Today 15 authorities are still fully selective and 164 grammar schools remain. But they are bad for communities and bad for our children. MELISSA BENN explains what Comprehensive Future is all about

EVERY parent with school age children understands the anxiety and frustration around school admissions.

Why does one school appear to attract all the motivated, or even middle-class families, while another just down the road appears to struggle?

Why do so many parents suddenly find God?

And why, in the 21st century, are children still required to take the 11-plus?

Welcome to the murky world of school admissions, a process supposedly regulated by a code of fairness but, in fact, increasingly unfair and underregulated in this era of ever greater school fragmentation.

Comprehensive Future is a group campaigning for fairer admissions. We believe in high-quality non-selective education, but in order for all children to have access to such schools we have to stop the overt and covert selection that plagues our entire system.

Schools must be made to act fairly in terms of which pupils they take in.

There are two key aspects to our campaign. First, we believe that there is no justification for the continuation of the 11-plus — a test which children must take before puberty, and which will determine the course of their school career and life beyond.

Today 15 authorities are still fully selective and 164 grammar schools remain, operating the same system of admissions as was in place in the postwar world.

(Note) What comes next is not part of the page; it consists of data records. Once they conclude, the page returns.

//! Client-side terminal handling: raw mode and window size.

use std::io;
use std::os::fd::{AsRawFd, BorrowedFd};

use tether_core::protocol::WindowSize;

/// Puts a terminal into raw mode and restores the saved settings on drop.
///
/// Restoration happens on every exit path out of an attachment, including
/// errors and a daemon hang-up.
pub struct RawModeGuard<'fd> {
    fd: BorrowedFd<'fd>,
    original: libc::termios,
}

impl<'fd> RawModeGuard<'fd> {
    pub fn enter(fd: BorrowedFd<'fd>) -> io::Result<Self> {
        // SAFETY: termios is plain old data; tcgetattr fills it in.
        let mut original: libc::termios = unsafe { std::mem::zeroed() };
        // SAFETY: valid descriptor and out pointer.
        if unsafe { libc::tcgetattr(fd.as_raw_fd(), &mut original) } != 0 {
            return Err(io::Error::last_os_error());
        }

        let mut raw = original;
        // SAFETY: cfmakeraw only edits the struct it is given.
        unsafe { libc::cfmakeraw(&mut raw) };
        // SAFETY: valid descriptor and settings.
        if unsafe { libc::tcsetattr(fd.as_raw_fd(), libc::TCSAFLUSH, &raw) } != 0 {
            return Err(io::Error::last_os_error());
        }

        Ok(Self { fd, original })
    }
}

impl Drop for RawModeGuard<'_> {
    fn drop(&mut self) {
        // SAFETY: restoring settings captured from this same descriptor.
        if unsafe { libc::tcsetattr(self.fd.as_raw_fd(), libc::TCSAFLUSH, &self.original) } != 0 {
            tracing::warn!(
                "Failed to restore terminal mode: {}",
                io::Error::last_os_error()
            );
        }
    }
}

/// Current window size of the terminal on `fd`, if it is one.
pub fn window_size(fd: BorrowedFd<'_>) -> Option<WindowSize> {
    // SAFETY: winsize is plain old data.
    let mut ws: libc::winsize = unsafe { std::mem::zeroed() };
    // SAFETY: TIOCGWINSZ writes a winsize through a valid pointer.
    let rc = unsafe { libc::ioctl(fd.as_raw_fd(), libc::TIOCGWINSZ, &mut ws) };
    if rc != 0 || ws.ws_row == 0 || ws.ws_col == 0 {
        return None;
    }
    Some(WindowSize {
        rows: ws.ws_row,
        cols: ws.ws_col,
    })
}

/// Whether `fd` refers to a terminal.
pub fn is_terminal(fd: BorrowedFd<'_>) -> bool {
    // SAFETY: isatty has no preconditions beyond a descriptor number.
    unsafe { libc::isatty(fd.as_raw_fd()) == 1 }
}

The evidence is overwhelming. Tiny numbers of children from poor backgrounds gain entrance to grammars. Entire communities are segregated on class and, often, ethnic lines.

Such a system has no place in the 21st century. It is backward-looking and discriminatory. It does nothing to promote social mobility or equality and runs counter to every single statement made by politicians of all parties about promoting the educational interests of poorer children.

Far from expanding grammar provision, as some in the Tory Party would like to do, it is time to phase out the 11-plus exam and open up the remaining 164 grammars in this country to an all-ability intake. This could be done over a number of years and with minimum disruption.

But the problem of selective admissions goes deeper.

With increasing numbers of schools judged by exam results, schools are under huge pressure to recruit the most able and motivated students.

Often this is through the use of complex faith criteria or the setting aside of specialist places for those who show “aptitude” in certain subjects, or refusing to take “difficult to place” children in “in-year” transfers.

Some schools operate a mix of all these strategies, thus attracting more motivated families, more funds and more enthusiastic teachers.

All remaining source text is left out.